++++ Task data

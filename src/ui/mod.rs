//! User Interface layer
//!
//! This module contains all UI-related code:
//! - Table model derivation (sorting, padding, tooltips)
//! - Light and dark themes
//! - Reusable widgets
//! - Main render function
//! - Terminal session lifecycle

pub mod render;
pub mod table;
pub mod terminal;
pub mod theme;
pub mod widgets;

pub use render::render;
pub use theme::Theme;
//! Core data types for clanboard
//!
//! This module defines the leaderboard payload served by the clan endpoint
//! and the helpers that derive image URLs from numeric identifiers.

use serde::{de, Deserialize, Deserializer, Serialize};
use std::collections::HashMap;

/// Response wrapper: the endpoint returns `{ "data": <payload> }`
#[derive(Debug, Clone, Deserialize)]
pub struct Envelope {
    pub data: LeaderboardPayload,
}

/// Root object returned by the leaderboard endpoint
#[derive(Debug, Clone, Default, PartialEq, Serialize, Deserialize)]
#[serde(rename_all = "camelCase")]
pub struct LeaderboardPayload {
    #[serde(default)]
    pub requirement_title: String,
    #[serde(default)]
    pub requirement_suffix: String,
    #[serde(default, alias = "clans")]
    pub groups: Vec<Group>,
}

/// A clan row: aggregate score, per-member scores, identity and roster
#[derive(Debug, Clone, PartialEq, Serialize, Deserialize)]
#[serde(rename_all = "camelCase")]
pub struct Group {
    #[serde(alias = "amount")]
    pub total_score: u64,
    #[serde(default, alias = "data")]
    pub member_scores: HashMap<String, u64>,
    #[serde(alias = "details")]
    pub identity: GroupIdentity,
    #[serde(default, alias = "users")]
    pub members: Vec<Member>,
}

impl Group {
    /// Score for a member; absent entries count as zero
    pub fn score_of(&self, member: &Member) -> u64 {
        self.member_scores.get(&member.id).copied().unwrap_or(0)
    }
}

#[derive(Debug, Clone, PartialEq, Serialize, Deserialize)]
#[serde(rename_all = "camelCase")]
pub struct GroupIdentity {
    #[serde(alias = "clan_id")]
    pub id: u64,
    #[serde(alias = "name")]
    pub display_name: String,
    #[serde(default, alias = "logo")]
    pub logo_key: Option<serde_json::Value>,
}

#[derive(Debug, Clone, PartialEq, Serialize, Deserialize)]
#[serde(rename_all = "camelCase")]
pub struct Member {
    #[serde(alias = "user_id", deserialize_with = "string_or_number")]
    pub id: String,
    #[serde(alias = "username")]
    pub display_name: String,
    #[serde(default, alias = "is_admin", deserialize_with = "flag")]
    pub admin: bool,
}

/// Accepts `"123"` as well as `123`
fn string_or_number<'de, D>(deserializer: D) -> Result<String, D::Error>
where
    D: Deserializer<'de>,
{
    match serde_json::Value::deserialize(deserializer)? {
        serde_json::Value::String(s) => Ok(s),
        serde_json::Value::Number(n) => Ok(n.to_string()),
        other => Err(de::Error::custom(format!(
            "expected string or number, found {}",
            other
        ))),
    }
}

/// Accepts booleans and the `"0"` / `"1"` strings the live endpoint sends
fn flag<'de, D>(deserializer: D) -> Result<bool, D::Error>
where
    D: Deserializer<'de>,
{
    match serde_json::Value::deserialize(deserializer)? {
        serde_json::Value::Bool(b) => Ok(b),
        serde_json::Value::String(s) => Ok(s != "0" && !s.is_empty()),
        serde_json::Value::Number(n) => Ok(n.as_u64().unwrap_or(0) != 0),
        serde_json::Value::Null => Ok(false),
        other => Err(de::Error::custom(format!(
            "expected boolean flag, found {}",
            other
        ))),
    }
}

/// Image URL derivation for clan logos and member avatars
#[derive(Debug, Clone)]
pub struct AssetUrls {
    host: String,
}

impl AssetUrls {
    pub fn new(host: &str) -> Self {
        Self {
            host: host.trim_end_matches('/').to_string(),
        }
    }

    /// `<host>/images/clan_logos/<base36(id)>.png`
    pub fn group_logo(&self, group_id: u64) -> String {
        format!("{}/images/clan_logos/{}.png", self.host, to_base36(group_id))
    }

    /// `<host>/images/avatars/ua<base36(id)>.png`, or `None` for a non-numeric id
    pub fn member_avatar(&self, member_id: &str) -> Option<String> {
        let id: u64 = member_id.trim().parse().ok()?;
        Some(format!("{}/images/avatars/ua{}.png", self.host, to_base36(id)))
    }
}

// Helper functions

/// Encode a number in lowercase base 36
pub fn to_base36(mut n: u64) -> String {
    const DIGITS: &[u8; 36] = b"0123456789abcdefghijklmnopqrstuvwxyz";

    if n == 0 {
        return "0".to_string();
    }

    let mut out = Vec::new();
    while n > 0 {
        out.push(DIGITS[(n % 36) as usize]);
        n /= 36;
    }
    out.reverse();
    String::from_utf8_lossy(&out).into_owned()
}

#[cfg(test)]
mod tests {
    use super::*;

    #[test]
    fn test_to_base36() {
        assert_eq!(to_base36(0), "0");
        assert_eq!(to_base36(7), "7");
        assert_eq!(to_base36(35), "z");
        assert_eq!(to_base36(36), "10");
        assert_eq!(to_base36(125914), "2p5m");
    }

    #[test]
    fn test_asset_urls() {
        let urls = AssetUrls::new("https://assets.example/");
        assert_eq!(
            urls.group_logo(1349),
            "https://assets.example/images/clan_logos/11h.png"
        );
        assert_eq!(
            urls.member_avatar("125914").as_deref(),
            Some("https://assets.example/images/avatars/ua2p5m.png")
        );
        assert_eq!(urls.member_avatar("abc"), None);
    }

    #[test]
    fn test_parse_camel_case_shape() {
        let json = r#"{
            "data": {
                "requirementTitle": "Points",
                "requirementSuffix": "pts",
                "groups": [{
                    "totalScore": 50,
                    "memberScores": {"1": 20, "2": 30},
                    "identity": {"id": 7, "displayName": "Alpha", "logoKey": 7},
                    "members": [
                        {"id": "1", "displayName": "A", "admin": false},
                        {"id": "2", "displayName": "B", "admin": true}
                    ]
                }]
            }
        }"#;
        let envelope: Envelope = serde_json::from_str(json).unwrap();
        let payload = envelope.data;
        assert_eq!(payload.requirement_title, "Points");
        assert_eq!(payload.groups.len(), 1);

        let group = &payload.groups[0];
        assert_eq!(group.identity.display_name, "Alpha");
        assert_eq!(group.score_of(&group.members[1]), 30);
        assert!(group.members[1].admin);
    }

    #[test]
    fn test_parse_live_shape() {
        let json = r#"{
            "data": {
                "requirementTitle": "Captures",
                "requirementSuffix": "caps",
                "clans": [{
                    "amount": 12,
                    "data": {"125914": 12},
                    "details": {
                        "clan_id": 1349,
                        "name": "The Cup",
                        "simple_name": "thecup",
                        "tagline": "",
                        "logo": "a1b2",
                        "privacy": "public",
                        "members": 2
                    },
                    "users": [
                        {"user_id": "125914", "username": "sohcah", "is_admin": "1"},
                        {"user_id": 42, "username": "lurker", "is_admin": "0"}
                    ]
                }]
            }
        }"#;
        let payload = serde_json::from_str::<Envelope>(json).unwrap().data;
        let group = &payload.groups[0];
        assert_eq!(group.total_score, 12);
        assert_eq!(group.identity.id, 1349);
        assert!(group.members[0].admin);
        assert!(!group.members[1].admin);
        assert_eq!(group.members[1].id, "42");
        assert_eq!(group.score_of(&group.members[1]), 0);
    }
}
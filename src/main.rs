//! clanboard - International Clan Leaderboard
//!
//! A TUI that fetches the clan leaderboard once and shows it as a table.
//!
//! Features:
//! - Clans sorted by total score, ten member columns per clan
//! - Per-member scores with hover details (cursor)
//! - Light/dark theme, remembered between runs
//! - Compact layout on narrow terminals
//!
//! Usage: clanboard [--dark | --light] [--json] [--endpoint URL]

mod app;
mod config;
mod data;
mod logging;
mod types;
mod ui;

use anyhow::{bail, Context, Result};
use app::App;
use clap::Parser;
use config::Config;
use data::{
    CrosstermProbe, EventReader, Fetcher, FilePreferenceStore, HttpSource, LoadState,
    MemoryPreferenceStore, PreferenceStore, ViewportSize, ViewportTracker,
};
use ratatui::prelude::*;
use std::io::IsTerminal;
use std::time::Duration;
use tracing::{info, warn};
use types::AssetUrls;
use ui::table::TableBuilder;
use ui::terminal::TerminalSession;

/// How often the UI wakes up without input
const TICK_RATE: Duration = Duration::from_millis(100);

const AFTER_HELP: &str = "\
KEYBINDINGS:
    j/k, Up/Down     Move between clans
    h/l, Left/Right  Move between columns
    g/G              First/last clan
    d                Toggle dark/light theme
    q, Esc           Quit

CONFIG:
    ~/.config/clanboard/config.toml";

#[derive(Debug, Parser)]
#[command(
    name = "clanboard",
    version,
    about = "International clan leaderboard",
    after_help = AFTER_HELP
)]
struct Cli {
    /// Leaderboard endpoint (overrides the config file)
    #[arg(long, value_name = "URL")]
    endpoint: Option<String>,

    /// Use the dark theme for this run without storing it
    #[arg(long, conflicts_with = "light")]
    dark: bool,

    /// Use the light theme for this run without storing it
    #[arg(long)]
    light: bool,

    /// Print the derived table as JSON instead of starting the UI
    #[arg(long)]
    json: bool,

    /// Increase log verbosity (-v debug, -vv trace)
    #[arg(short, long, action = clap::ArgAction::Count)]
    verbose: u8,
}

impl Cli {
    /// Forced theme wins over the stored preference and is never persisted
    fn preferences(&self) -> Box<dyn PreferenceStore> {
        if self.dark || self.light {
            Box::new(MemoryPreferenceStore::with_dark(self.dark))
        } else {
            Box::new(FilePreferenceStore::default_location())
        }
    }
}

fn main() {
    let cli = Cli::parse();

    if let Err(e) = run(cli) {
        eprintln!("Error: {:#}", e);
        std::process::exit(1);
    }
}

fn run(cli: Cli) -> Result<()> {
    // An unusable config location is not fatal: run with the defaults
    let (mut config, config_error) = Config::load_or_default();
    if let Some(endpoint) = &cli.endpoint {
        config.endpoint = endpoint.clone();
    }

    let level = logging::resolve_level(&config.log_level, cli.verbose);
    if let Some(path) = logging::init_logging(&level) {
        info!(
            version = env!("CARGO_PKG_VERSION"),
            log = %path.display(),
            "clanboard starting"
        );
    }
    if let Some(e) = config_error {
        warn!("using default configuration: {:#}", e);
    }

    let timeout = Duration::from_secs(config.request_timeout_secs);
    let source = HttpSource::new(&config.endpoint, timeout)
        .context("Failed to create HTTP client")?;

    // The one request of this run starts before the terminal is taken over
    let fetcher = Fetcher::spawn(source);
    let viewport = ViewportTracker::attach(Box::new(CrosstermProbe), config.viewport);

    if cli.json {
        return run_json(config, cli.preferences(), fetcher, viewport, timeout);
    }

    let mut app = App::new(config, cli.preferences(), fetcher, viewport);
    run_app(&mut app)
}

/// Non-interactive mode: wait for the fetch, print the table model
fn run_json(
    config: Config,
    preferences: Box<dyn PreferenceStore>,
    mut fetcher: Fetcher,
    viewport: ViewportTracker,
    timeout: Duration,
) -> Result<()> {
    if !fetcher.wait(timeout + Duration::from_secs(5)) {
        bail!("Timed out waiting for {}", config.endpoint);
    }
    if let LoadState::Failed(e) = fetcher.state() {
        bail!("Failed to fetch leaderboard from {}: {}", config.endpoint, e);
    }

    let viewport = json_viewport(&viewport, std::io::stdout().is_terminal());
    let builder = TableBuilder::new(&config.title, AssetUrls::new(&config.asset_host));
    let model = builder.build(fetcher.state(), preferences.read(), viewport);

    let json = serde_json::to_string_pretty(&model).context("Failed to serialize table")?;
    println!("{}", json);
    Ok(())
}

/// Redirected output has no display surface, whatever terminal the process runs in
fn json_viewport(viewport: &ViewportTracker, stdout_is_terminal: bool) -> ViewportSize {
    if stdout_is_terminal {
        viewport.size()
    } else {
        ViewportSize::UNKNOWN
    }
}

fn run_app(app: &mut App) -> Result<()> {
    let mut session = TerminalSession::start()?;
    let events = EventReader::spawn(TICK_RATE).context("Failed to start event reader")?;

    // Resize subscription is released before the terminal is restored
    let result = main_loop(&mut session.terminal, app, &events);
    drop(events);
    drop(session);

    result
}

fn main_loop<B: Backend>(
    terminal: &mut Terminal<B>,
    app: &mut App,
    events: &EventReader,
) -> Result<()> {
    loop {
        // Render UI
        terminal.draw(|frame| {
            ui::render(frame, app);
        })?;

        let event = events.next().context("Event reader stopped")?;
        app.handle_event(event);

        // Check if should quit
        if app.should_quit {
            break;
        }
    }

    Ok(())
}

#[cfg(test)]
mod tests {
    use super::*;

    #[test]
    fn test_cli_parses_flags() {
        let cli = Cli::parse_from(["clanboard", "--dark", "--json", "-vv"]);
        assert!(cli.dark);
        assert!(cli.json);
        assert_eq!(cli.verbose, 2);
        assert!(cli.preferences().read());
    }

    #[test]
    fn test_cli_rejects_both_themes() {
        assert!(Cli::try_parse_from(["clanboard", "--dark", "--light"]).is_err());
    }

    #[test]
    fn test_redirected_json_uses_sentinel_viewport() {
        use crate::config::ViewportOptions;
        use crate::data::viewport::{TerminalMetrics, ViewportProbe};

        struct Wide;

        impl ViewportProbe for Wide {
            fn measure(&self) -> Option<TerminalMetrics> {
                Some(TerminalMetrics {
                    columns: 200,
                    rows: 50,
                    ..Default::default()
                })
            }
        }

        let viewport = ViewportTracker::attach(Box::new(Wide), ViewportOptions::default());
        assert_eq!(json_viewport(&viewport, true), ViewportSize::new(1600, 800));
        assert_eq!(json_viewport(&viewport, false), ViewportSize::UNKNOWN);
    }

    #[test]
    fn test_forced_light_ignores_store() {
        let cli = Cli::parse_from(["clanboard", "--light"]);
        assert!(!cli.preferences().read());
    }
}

++++++++

◆ **Task objective**
In the entries above, how many lines hold the word "storing"? State the number only.

◆ **Solution**
2